Wie man einen Terroristen findet
Von Peter Pisa
Damit man klar sieht, bevor „Die Todesliste“ garantiert noch mehr Ängste auslöst als die NSA-Affäre und das Handy-Abhören:
Frederick Forsyth hält den Ex-Geheimdienstler und Aufdecker Eduard Snowden für einen Verräter, und die Philosophie des heute 75-jährigen britischen Bestsellerautors lautet:
„Wenn man einen Terroristen unter einer Million Menschen finden will, dann muss man eben diese Million überwachen. Dieser Tatsache müssen wir Tribut zollen und auf einige unserer Menschenrechte verzichten.“
Seine Helden sind folglich die Geheimdienste.
Forsyths um sieben Jahre älterer Kollege John le Carré – siehe Bericht unten – sieht das etwas differenzierter und denkt seit „Der Spion, der aus der Kälte kam“ darüber nach, ob denn der Zweck immer die Mittel heilige ...
Ein Duell der alten Meister des Spionageromans.
Keine Namen
Wie findet man einen Terroristen? Das beantwortet Frederick Forsyth 40 Jahre nach seinem Welterfolg „Der Schakal“.
Dass er keinen Stil hat beim Schreiben, stört im hochaktuellen Thriller „Die Todesliste“ kaum: Das Buch ist fast eine Chronik, Menschen sind weniger wichtig als Drohnen und Computer. Die zwei wichtigsten Typen haben gar keine Namen.

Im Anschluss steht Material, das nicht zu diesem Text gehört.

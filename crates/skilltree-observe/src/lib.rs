//! Observability setup for SkillTree binaries.

pub mod tracing_setup;
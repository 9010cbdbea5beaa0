//! Caller identity extractor.
//!
//! Reads the optional `X-Actor` header. The value is recorded as
//! `created_by` on new skills; nothing is authenticated here.

use std::convert::Infallible;

use axum::extract::FromRequestParts;
use axum::http::request::Parts;

use crate::state::AppState;

/// Header carrying the caller identity.
pub const ACTOR_HEADER: &str = "x-actor";

/// Caller identity, `None` when the header is absent, blank, or not UTF-8.
pub struct Actor(pub Option<String>);

impl FromRequestParts<AppState> for Actor {
    type Rejection = Infallible;

    async fn from_request_parts(
        parts: &mut Parts,
        _state: &AppState,
    ) -> Result<Self, Self::Rejection> {
        let actor = parts
            .headers
            .get(ACTOR_HEADER)
            .and_then(|v| v.to_str().ok())
            .map(str::trim)
            .filter(|v| !v.is_empty())
            .map(str::to_string);

        Ok(Actor(actor))
    }
}
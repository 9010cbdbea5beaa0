//! Tracing subscriber initialization with structured logging and optional
//! OpenTelemetry trace export.
//!
//! # Usage
//!
//! ```no_run
//! // Structured logging only, `warn` unless RUST_LOG says otherwise
//! skilltree_observe::tracing_setup::init_tracing(false, "warn").unwrap();
//! ```

use opentelemetry::trace::TracerProvider as _;
use opentelemetry_sdk::trace::SdkTracerProvider;
use tracing_subscriber::EnvFilter;
use tracing_subscriber::fmt::format::FmtSpan;
use tracing_subscriber::layer::SubscriberExt;
use tracing_subscriber::util::SubscriberInitExt;

use std::sync::OnceLock;

/// Stores the OTel tracer provider so it can be shut down cleanly on exit.
static TRACER_PROVIDER: OnceLock<SdkTracerProvider> = OnceLock::new();

/// Build the level filter. `RUST_LOG` wins over `default_filter` when set.
pub fn env_filter(default_filter: &str) -> EnvFilter {
    EnvFilter::try_from_default_env().unwrap_or_else(|_| EnvFilter::new(default_filter))
}

/// Initialize the global tracing subscriber.
///
/// Always installs a `fmt` layer with span close timing. When `enable_otel`
/// is true, spans are also bridged to OpenTelemetry through a stdout
/// exporter.
///
/// # Errors
///
/// Returns an error if a global subscriber has already been set.
pub fn init_tracing(
    enable_otel: bool,
    default_filter: &str,
) -> Result<(), Box<dyn std::error::Error + Send + Sync>> {
    let fmt_layer = tracing_subscriber::fmt::layer()
        .with_target(true)
        .with_span_events(FmtSpan::CLOSE);

    let filter = env_filter(default_filter);

    if enable_otel {
        let provider = SdkTracerProvider::builder()
            .with_simple_exporter(opentelemetry_stdout::SpanExporter::default())
            .build();
        let tracer = provider.tracer("skilltree");
        let otel_layer = tracing_opentelemetry::layer().with_tracer(tracer);

        let _ = TRACER_PROVIDER.set(provider.clone());
        opentelemetry::global::set_tracer_provider(provider);

        tracing_subscriber::registry()
            .with(filter)
            .with(fmt_layer)
            .with(otel_layer)
            .try_init()?;
    } else {
        tracing_subscriber::registry()
            .with(filter)
            .with(fmt_layer)
            .try_init()?;
    }

    Ok(())
}

/// Flush pending spans and shut down the OpenTelemetry provider.
///
/// No-op when OTel was not enabled.
pub fn shutdown_tracing() {
    if let Some(provider) = TRACER_PROVIDER.get() {
        if let Err(e) = provider.shutdown() {
            eprintln!("Warning: OTel tracer provider shutdown error: {e}");
        }
    }
}

#[cfg(test)]
mod tests {
    use super::*;

    #[test]
    fn test_env_filter_uses_default() {
        // SAFETY: single test touching RUST_LOG in this crate.
        unsafe {
            std::env::remove_var("RUST_LOG");
        }
        let filter = env_filter("info,skilltree=debug");
        assert_eq!(
            filter.max_level_hint(),
            Some(tracing_subscriber::filter::LevelFilter::DEBUG)
        );
    }

    #[test]
    fn test_shutdown_without_otel_is_noop() {
        shutdown_tracing();
    }
}
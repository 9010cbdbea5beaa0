//! HTTP request handlers for the REST API.

pub mod skill;
//! Hierarchy engine and repository trait definitions for SkillTree.
//!
//! This crate defines the "ports" (repository traits) that the infrastructure
//! layer implements, the in-memory forest arena used for every structural
//! query, and the `HierarchyService` that enforces the forest invariants.
//! It depends only on `skilltree-types` -- never on `skilltree-infra` or any
//! database/IO crate.

pub mod hierarchy;
pub mod repository;
pub mod service;
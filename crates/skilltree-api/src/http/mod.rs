//! HTTP/REST API layer for SkillTree.
//!
//! Axum-based REST API at `/api/v1/` with envelope response format and CORS
//! support.

pub mod error;
pub mod extractors;
pub mod handlers;
pub mod response;
pub mod router;
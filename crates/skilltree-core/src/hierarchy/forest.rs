//! Arena representation of the skill forest.
//!
//! Records are keyed by id and structure lives in a separate child index
//! (`parent_id -> child ids`). Nodes never point at each other; every parent
//! lookup goes back through the arena. The arena is rebuilt from a full
//! `list_all` snapshot per operation, which is cheap at the expected scale
//! (thousands of rows).

use std::collections::{HashMap, HashSet};

use skilltree_types::skill::{Skill, SkillId, SkillNode, SkillRef, SkillStats};
use thiserror::Error;

/// Structural inconsistencies found while walking a snapshot.
///
/// These can only arise from data written outside the engine, since the
/// engine never commits a cycle or a dangling parent.
#[derive(Debug, Clone, PartialEq, Eq, Error)]
pub enum ForestError {
    #[error("skill {0} is not in the forest")]
    Unknown(SkillId),

    #[error("skill {child} references missing parent {parent}")]
    DanglingParent { child: SkillId, parent: SkillId },

    #[error("parent chain starting at {0} exceeds {1} hops")]
    ChainTooLong(SkillId, usize),
}

/// Snapshot of all skills with a child index.
#[derive(Debug, Clone, Default)]
pub struct SkillForest {
    nodes: HashMap<SkillId, Skill>,
    children: HashMap<SkillId, Vec<SkillId>>,
    roots: Vec<SkillId>,
}

impl SkillForest {
    /// Build the arena from a flat list of records.
    ///
    /// Roots and sibling lists are ordered by `created_at`, then id. A record
    /// whose parent is missing from the snapshot is listed as a root so it
    /// stays reachable; `ancestors` still reports the dangling reference.
    pub fn from_skills(skills: Vec<Skill>) -> Self {
        let nodes: HashMap<SkillId, Skill> = skills.into_iter().map(|s| (s.id, s)).collect();

        let mut children: HashMap<SkillId, Vec<SkillId>> = HashMap::new();
        let mut roots = Vec::new();
        for skill in nodes.values() {
            match skill.parent_id {
                Some(parent) if nodes.contains_key(&parent) => {
                    children.entry(parent).or_default().push(skill.id);
                }
                _ => roots.push(skill.id),
            }
        }

        let sort_key = |id: &SkillId| nodes.get(id).map(|s| (s.created_at, s.id));
        roots.sort_by_key(sort_key);
        for siblings in children.values_mut() {
            siblings.sort_by_key(sort_key);
        }

        Self {
            nodes,
            children,
            roots,
        }
    }

    pub fn len(&self) -> usize {
        self.nodes.len()
    }

    pub fn is_empty(&self) -> bool {
        self.nodes.is_empty()
    }

    pub fn contains(&self, id: &SkillId) -> bool {
        self.nodes.contains_key(id)
    }

    pub fn get(&self, id: &SkillId) -> Option<&Skill> {
        self.nodes.get(id)
    }

    /// Direct children of `id` in display order. Empty for unknown ids.
    pub fn children(&self, id: &SkillId) -> Vec<&Skill> {
        self.child_ids(id)
            .iter()
            .filter_map(|child| self.nodes.get(child))
            .collect()
    }

    fn child_ids(&self, id: &SkillId) -> &[SkillId] {
        self.children.get(id).map(Vec::as_slice).unwrap_or(&[])
    }

    // -----------------------------------------------------------------------
    // Ancestor queries
    // -----------------------------------------------------------------------

    /// Path from the forest root down to the direct parent of `id`.
    pub fn ancestors(&self, id: &SkillId) -> Result<Vec<&Skill>, ForestError> {
        let skill = self.nodes.get(id).ok_or(ForestError::Unknown(*id))?;
        self.chain_above(skill)
    }

    /// Walk parent links upward from `skill`, bounded by the node count.
    fn chain_above<'a>(&'a self, skill: &'a Skill) -> Result<Vec<&'a Skill>, ForestError> {
        let limit = self.nodes.len();
        let mut chain = Vec::new();
        let mut current = skill;

        while let Some(parent_id) = current.parent_id {
            if chain.len() >= limit {
                return Err(ForestError::ChainTooLong(skill.id, limit));
            }
            let parent = self
                .nodes
                .get(&parent_id)
                .ok_or(ForestError::DanglingParent {
                    child: current.id,
                    parent: parent_id,
                })?;
            chain.push(parent);
            current = parent;
        }

        chain.reverse();
        Ok(chain)
    }

    /// Ancestors as lightweight references, root first.
    pub fn ancestor_refs(&self, id: &SkillId) -> Result<Vec<SkillRef>, ForestError> {
        Ok(self
            .ancestors(id)?
            .into_iter()
            .map(SkillRef::from)
            .collect())
    }

    pub fn depth(&self, id: &SkillId) -> Result<usize, ForestError> {
        Ok(self.ancestors(id)?.len())
    }

    /// Whether making `candidate_parent` the parent of `id` would close a cycle.
    ///
    /// True when the candidate is `id` itself or when `id` appears anywhere on
    /// the candidate's ancestor chain (i.e. the candidate is a descendant).
    pub fn would_create_cycle(
        &self,
        id: &SkillId,
        candidate_parent: &SkillId,
    ) -> Result<bool, ForestError> {
        if id == candidate_parent {
            return Ok(true);
        }
        let candidate = self
            .nodes
            .get(candidate_parent)
            .ok_or(ForestError::Unknown(*candidate_parent))?;
        Ok(self.chain_above(candidate)?.iter().any(|s| s.id == *id))
    }

    // -----------------------------------------------------------------------
    // Descendant queries
    // -----------------------------------------------------------------------

    /// Every descendant of `id` in depth-first pre-order, excluding `id`.
    pub fn descendants(&self, id: &SkillId) -> Vec<SkillId> {
        let mut seen: HashSet<SkillId> = HashSet::from([*id]);
        let mut out = Vec::new();
        let mut stack: Vec<SkillId> = self.child_ids(id).iter().rev().copied().collect();

        while let Some(current) = stack.pop() {
            if !seen.insert(current) {
                continue;
            }
            out.push(current);
            stack.extend(self.child_ids(&current).iter().rev().copied());
        }

        out
    }

    pub fn total_descendants(&self, id: &SkillId) -> usize {
        self.descendants(id).len()
    }

    pub fn stats(&self, id: &SkillId) -> Result<SkillStats, ForestError> {
        Ok(SkillStats {
            direct_child_count: self.child_ids(id).len(),
            total_descendants: self.total_descendants(id),
            depth: self.depth(id)?,
        })
    }

    // -----------------------------------------------------------------------
    // Materialization
    // -----------------------------------------------------------------------

    /// The full subtree rooted at `id`, or `None` for unknown ids.
    pub fn subtree(&self, id: &SkillId) -> Option<SkillNode> {
        if !self.contains(id) {
            return None;
        }

        let mut order = vec![*id];
        order.extend(self.descendants(id));

        // Reverse pre-order visits every child before its parent.
        let mut built: HashMap<SkillId, SkillNode> = HashMap::with_capacity(order.len());
        for current in order.iter().rev() {
            let Some(skill) = self.nodes.get(current) else {
                continue;
            };
            let children = self
                .child_ids(current)
                .iter()
                .filter_map(|child| built.remove(child))
                .collect();
            built.insert(
                *current,
                SkillNode {
                    skill: skill.clone(),
                    children,
                },
            );
        }

        built.remove(id)
    }

    /// Every root with its subtree fully materialized.
    pub fn materialize(&self) -> Vec<SkillNode> {
        self.roots.iter().filter_map(|id| self.subtree(id)).collect()
    }
}

#[cfg(test)]
mod tests {
    use super::*;
    use chrono::{Duration, Utc};

    /// Build skills with strictly increasing `created_at` so ordering is stable.
    struct Builder {
        skills: Vec<Skill>,
    }

    impl Builder {
        fn new() -> Self {
            Self { skills: Vec::new() }
        }

        fn add(&mut self, name: &str, parent: Option<SkillId>) -> SkillId {
            let at = Utc::now() + Duration::milliseconds(self.skills.len() as i64);
            let id = SkillId::new();
            self.skills.push(Skill {
                id,
                name: name.to_string(),
                description: None,
                icon: None,
                color: None,
                parent_id: parent,
                created_by: None,
                created_at: at,
                updated_at: at,
            });
            id
        }

        fn build(self) -> SkillForest {
            SkillForest::from_skills(self.skills)
        }
    }

    fn names(skills: &[&Skill]) -> Vec<String> {
        skills.iter().map(|s| s.name.clone()).collect()
    }

    #[test]
    fn test_ancestors_root_first() {
        let mut b = Builder::new();
        let math = b.add("Math", None);
        let algebra = b.add("Algebra", Some(math));
        let linear = b.add("Linear Equations", Some(algebra));
        let forest = b.build();

        assert!(forest.ancestors(&math).unwrap().is_empty());
        assert_eq!(names(&forest.ancestors(&algebra).unwrap()), vec!["Math"]);
        assert_eq!(
            names(&forest.ancestors(&linear).unwrap()),
            vec!["Math", "Algebra"]
        );
        assert_eq!(forest.depth(&linear).unwrap(), 2);
    }

    #[test]
    fn test_children_in_creation_order() {
        let mut b = Builder::new();
        let math = b.add("Math", None);
        b.add("Geometry", Some(math));
        b.add("Algebra", Some(math));
        let forest = b.build();

        assert_eq!(names(&forest.children(&math)), vec!["Geometry", "Algebra"]);
        assert!(forest.children(&SkillId::new()).is_empty());
    }

    #[test]
    fn test_descendants_and_stats() {
        let mut b = Builder::new();
        let math = b.add("Math", None);
        let algebra = b.add("Algebra", Some(math));
        b.add("Linear Equations", Some(algebra));
        b.add("Quadratics", Some(algebra));
        let geometry = b.add("Geometry", Some(math));
        let forest = b.build();

        assert_eq!(forest.total_descendants(&math), 4);
        assert_eq!(forest.total_descendants(&geometry), 0);

        let stats = forest.stats(&algebra).unwrap();
        assert_eq!(stats.direct_child_count, 2);
        assert_eq!(stats.total_descendants, 2);
        assert_eq!(stats.depth, 1);
    }

    #[test]
    fn test_depth_matches_ancestors_and_descendant_sums_hold() {
        let mut b = Builder::new();
        let mut ids = Vec::new();
        for i in 0..40 {
            // Deterministic mixed shape: some roots, some chains, some fans.
            let parent = match i % 5 {
                0 => None,
                1 | 2 => ids.last().copied(),
                _ => ids.get(i / 2).copied(),
            };
            ids.push(b.add(&format!("skill-{i}"), parent));
        }
        let forest = b.build();

        for id in &ids {
            assert_eq!(
                forest.depth(id).unwrap(),
                forest.ancestors(id).unwrap().len()
            );
            let expected: usize = forest
                .children(id)
                .iter()
                .map(|c| 1 + forest.total_descendants(&c.id))
                .sum();
            assert_eq!(forest.total_descendants(id), expected);
        }
    }

    #[test]
    fn test_would_create_cycle() {
        let mut b = Builder::new();
        let math = b.add("Math", None);
        let algebra = b.add("Algebra", Some(math));
        let linear = b.add("Linear Equations", Some(algebra));
        let physics = b.add("Physics", None);
        let forest = b.build();

        assert!(forest.would_create_cycle(&math, &math).unwrap());
        assert!(forest.would_create_cycle(&math, &linear).unwrap());
        assert!(forest.would_create_cycle(&algebra, &linear).unwrap());
        assert!(!forest.would_create_cycle(&linear, &math).unwrap());
        assert!(!forest.would_create_cycle(&math, &physics).unwrap());
        assert_eq!(
            forest.would_create_cycle(&math, &SkillId::new()).map_err(|_| ()),
            Err(())
        );
    }

    #[test]
    fn test_deep_chain_is_iterative() {
        let mut b = Builder::new();
        let mut parent = None;
        let mut ids = Vec::new();
        for i in 0..20_000 {
            let id = b.add(&format!("level-{i}"), parent);
            ids.push(id);
            parent = Some(id);
        }
        let forest = b.build();

        assert_eq!(forest.depth(&ids[19_999]).unwrap(), 19_999);
        assert_eq!(forest.total_descendants(&ids[0]), 19_999);
        assert!(!forest.would_create_cycle(&ids[19_999], &ids[0]).unwrap());
        assert!(forest.would_create_cycle(&ids[0], &ids[19_999]).unwrap());

        // Nested SkillNode values drop recursively, so keep the materialized
        // part shallow enough for the test thread's stack.
        let tail = forest.subtree(&ids[19_000]).unwrap();
        assert_eq!(tail.subtree_len(), 1_000);
    }

    #[test]
    fn test_corrupted_cycle_is_bounded() {
        let now = Utc::now();
        let a = SkillId::new();
        let b = SkillId::new();
        let make = |id: SkillId, parent: SkillId, name: &str| Skill {
            id,
            name: name.to_string(),
            description: None,
            icon: None,
            color: None,
            parent_id: Some(parent),
            created_by: None,
            created_at: now,
            updated_at: now,
        };
        let forest = SkillForest::from_skills(vec![make(a, b, "A"), make(b, a, "B")]);

        assert!(matches!(
            forest.ancestors(&a),
            Err(ForestError::ChainTooLong(_, 2))
        ));
        assert_eq!(forest.descendants(&a), vec![b]);
        assert!(forest.materialize().is_empty());
    }

    #[test]
    fn test_dangling_parent_listed_as_root() {
        let now = Utc::now();
        let orphan = Skill {
            id: SkillId::new(),
            name: "Orphan".to_string(),
            description: None,
            icon: None,
            color: None,
            parent_id: Some(SkillId::new()),
            created_by: None,
            created_at: now,
            updated_at: now,
        };
        let id = orphan.id;
        let forest = SkillForest::from_skills(vec![orphan]);

        let roots = forest.materialize();
        assert_eq!(roots.len(), 1);
        assert_eq!(roots[0].skill.id, id);
        assert!(matches!(
            forest.ancestors(&id),
            Err(ForestError::DanglingParent { .. })
        ));
    }

    #[test]
    fn test_materialize_preserves_shape() {
        let mut b = Builder::new();
        let math = b.add("Math", None);
        let algebra = b.add("Algebra", Some(math));
        b.add("Linear Equations", Some(algebra));
        b.add("Geometry", Some(math));
        b.add("Physics", None);
        let forest = b.build();

        let roots = forest.materialize();
        assert_eq!(roots.len(), 2);
        assert_eq!(roots[0].skill.name, "Math");
        assert_eq!(roots[0].children.len(), 2);
        assert_eq!(roots[0].children[0].skill.name, "Algebra");
        assert_eq!(roots[0].children[0].children[0].skill.name, "Linear Equations");
        assert_eq!(roots[1].skill.name, "Physics");
        assert!(roots[1].children.is_empty());
    }
}
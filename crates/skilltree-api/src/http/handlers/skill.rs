//! Skill hierarchy handlers for the REST API.

use std::time::Instant;

use axum::Json;
use axum::extract::rejection::JsonRejection;
use axum::extract::{Path, Query, State};

use skilltree_types::error::{NotFoundKind, SkillError};
use skilltree_types::skill::{
    CreateSkillRequest, SkillDetail, SkillId, SkillNode, SkillView, UpdateSkillRequest,
};

use crate::http::error::AppError;
use crate::http::extractors::actor::Actor;
use crate::http::extractors::query::SkillListQuery;
use crate::http::response::ApiResponse;
use crate::state::AppState;

/// Payload of `GET /api/v1/skills`.
#[derive(Debug, serde::Serialize)]
pub struct ForestPayload {
    pub skills: Vec<SkillNode>,
}

/// Payload of `DELETE /api/v1/skills/{id}`.
#[derive(Debug, serde::Serialize)]
pub struct DeletedPayload {
    pub deleted: usize,
}

/// Malformed ids are indistinguishable from unknown ones.
fn parse_id(raw: &str) -> Result<SkillId, AppError> {
    raw.parse()
        .map_err(|_| AppError::Skill(SkillError::NotFound(NotFoundKind::Skill)))
}

fn self_link(id: &SkillId) -> String {
    format!("/api/v1/skills/{id}")
}

/// POST /api/v1/skills - Create a skill, optionally under a parent.
pub async fn create_skill(
    State(state): State<AppState>,
    Actor(actor): Actor,
    body: Result<Json<CreateSkillRequest>, JsonRejection>,
) -> Result<ApiResponse<SkillView>, AppError> {
    let start = Instant::now();
    let request_id = uuid::Uuid::now_v7().to_string();
    let Json(body) = body?;

    let view = state.hierarchy.create(body, actor).await?;
    let elapsed = start.elapsed().as_millis() as u64;

    let link = self_link(&view.skill.id);
    Ok(ApiResponse::created(view, request_id, elapsed).with_link("self", &link))
}

/// GET /api/v1/skills - The whole forest, optionally filtered by `search`.
pub async fn list_skills(
    State(state): State<AppState>,
    Query(query): Query<SkillListQuery>,
) -> Result<ApiResponse<ForestPayload>, AppError> {
    let start = Instant::now();
    let request_id = uuid::Uuid::now_v7().to_string();

    let skills = state.hierarchy.list_forest(query.search.as_deref()).await?;
    let elapsed = start.elapsed().as_millis() as u64;

    Ok(ApiResponse::success(ForestPayload { skills }, request_id, elapsed)
        .with_link("self", "/api/v1/skills"))
}

/// GET /api/v1/skills/{id} - A skill with ancestors, children and stats.
pub async fn get_skill(
    State(state): State<AppState>,
    Path(id): Path<String>,
) -> Result<ApiResponse<SkillDetail>, AppError> {
    let start = Instant::now();
    let request_id = uuid::Uuid::now_v7().to_string();
    let id = parse_id(&id)?;

    let detail = state.hierarchy.get(&id).await?;
    let elapsed = start.elapsed().as_millis() as u64;

    let mut resp = ApiResponse::success(detail, request_id, elapsed)
        .with_link("self", &self_link(&id))
        .with_link("forest", "/api/v1/skills");
    if let Some(parent) = resp.data.as_ref().and_then(|d| d.skill.parent_id) {
        resp = resp.with_link("parent", &self_link(&parent));
    }

    Ok(resp)
}

/// PUT /api/v1/skills/{id} - Edit fields and/or reparent.
pub async fn update_skill(
    State(state): State<AppState>,
    Path(id): Path<String>,
    body: Result<Json<UpdateSkillRequest>, JsonRejection>,
) -> Result<ApiResponse<SkillView>, AppError> {
    let start = Instant::now();
    let request_id = uuid::Uuid::now_v7().to_string();
    let id = parse_id(&id)?;
    let Json(body) = body?;

    let view = state.hierarchy.update(&id, body).await?;
    let elapsed = start.elapsed().as_millis() as u64;

    Ok(ApiResponse::success(view, request_id, elapsed).with_link("self", &self_link(&id)))
}

/// DELETE /api/v1/skills/{id} - Remove a skill and its subtree.
pub async fn delete_skill(
    State(state): State<AppState>,
    Path(id): Path<String>,
) -> Result<ApiResponse<DeletedPayload>, AppError> {
    let start = Instant::now();
    let request_id = uuid::Uuid::now_v7().to_string();
    let id = parse_id(&id)?;

    let deleted = state.hierarchy.delete(&id).await?;
    let elapsed = start.elapsed().as_millis() as u64;

    Ok(ApiResponse::success(DeletedPayload { deleted }, request_id, elapsed))
}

„Der Prediger“ ist ein Islamist, der online mit vermummtem Gesicht seine Hassbotschaften verkündet.
Er steht neu auf der vom US-Präsidenten unterschrieben Liste (die es wirklich gibt) jener Terroristen, bei deren Beseitigung man sich um keine Gesetze zu kümmern braucht.
„Der Spürhund“ ist einer der rund 15 Menschenjäger der geheimen Organisation TOSA (die es wirklich gibt) mit Sitz in Virginia.
Zuhören
Forsyth schreibt realitätsnah. Er muss nicht viel erfinden. Einst war er Kriegsreporter und arbeitet immer noch so. Ein Bodyguard hat ihn auf seinen Recherchen begleitet. Seine Informanten ziehen es vor, am Ende des Buches nicht genannt zu werden.
In diesem globalen Krieg werden Drohnen eingesetzt, die auch in 15 km Höhe genau registrieren, was in einem bestimmten Objekt geflüstert wird. Wer braucht da noch Telefone abzuhören? Sie sehen auch jeden einzelnen Nagel am Dach. Aber gut, auf die Nägel soll’s nicht ankommen.
Vorbild für Forsyths Aktion, die über Pakistan in ein Lagerhaus inmitten der somalischen Piraten führt, war die Jagd auf den Al-Kaida-Führer Anwar al-Awlaki. Der hatte übers Internet unauffällige Amerikaner aus ihrer Gesellschaft gerissen und in Attentäter umfunktioniert. 2011 war Awlaki im Norden Jemens aufgespürt und von einer Drohne getötet worden.
Man will’s ihm ja gar nicht zugestehen. Aber Frederick Forsyths 14. Roman hat Wirkung.
KURIER-Wertung:
In England stieg „Empfindliche Wahrheit“, John le Carrés 24. Buch, sofort auf Platz eins der Bestsellerlisten ein. Die Übersetzung erscheint erst am 2. Dezember; und es ist wieder ein Duell mit seinem Landsmann Frederick Forsyth geworden wie schon vor drei Jahren.
Damals zeigte Forsyth in „Cobra“, wie man im Kampf gegen Kokain gewinnt, wenn man sich an keine Regeln hält. Und le Carré fand in „Verräter wie wir“ mafiöse Verbindungen bis in Tony Blairs Regierung. Er hat zur FAZ selbst einmal gesagt: „Die meisten meiner Bücher handeln tatsächlich von ein und derselben Frage: Was sind wir unserer Menschlichkeit schuldig?“
In „Empfindliche Wahrheit“ geht’s allein darum. Es ringt der Autor mit der Zeit und seinem Gewissen, und seine Figuren tun es ebenso. So viel kann schon verraten werden: In der britischen Kolonie Gibraltar findet eine geheime Anti-Terror-Operation statt. Dafür hat sich der Verteidigungsminister mit einer internationalen Sicherheitsfirma zusammengetan. Ein islamistischer Waffenhändler soll entführt werden. Es geht schrecklich schief, alles wird vertuscht, im gut Gemeinten steckt Böses.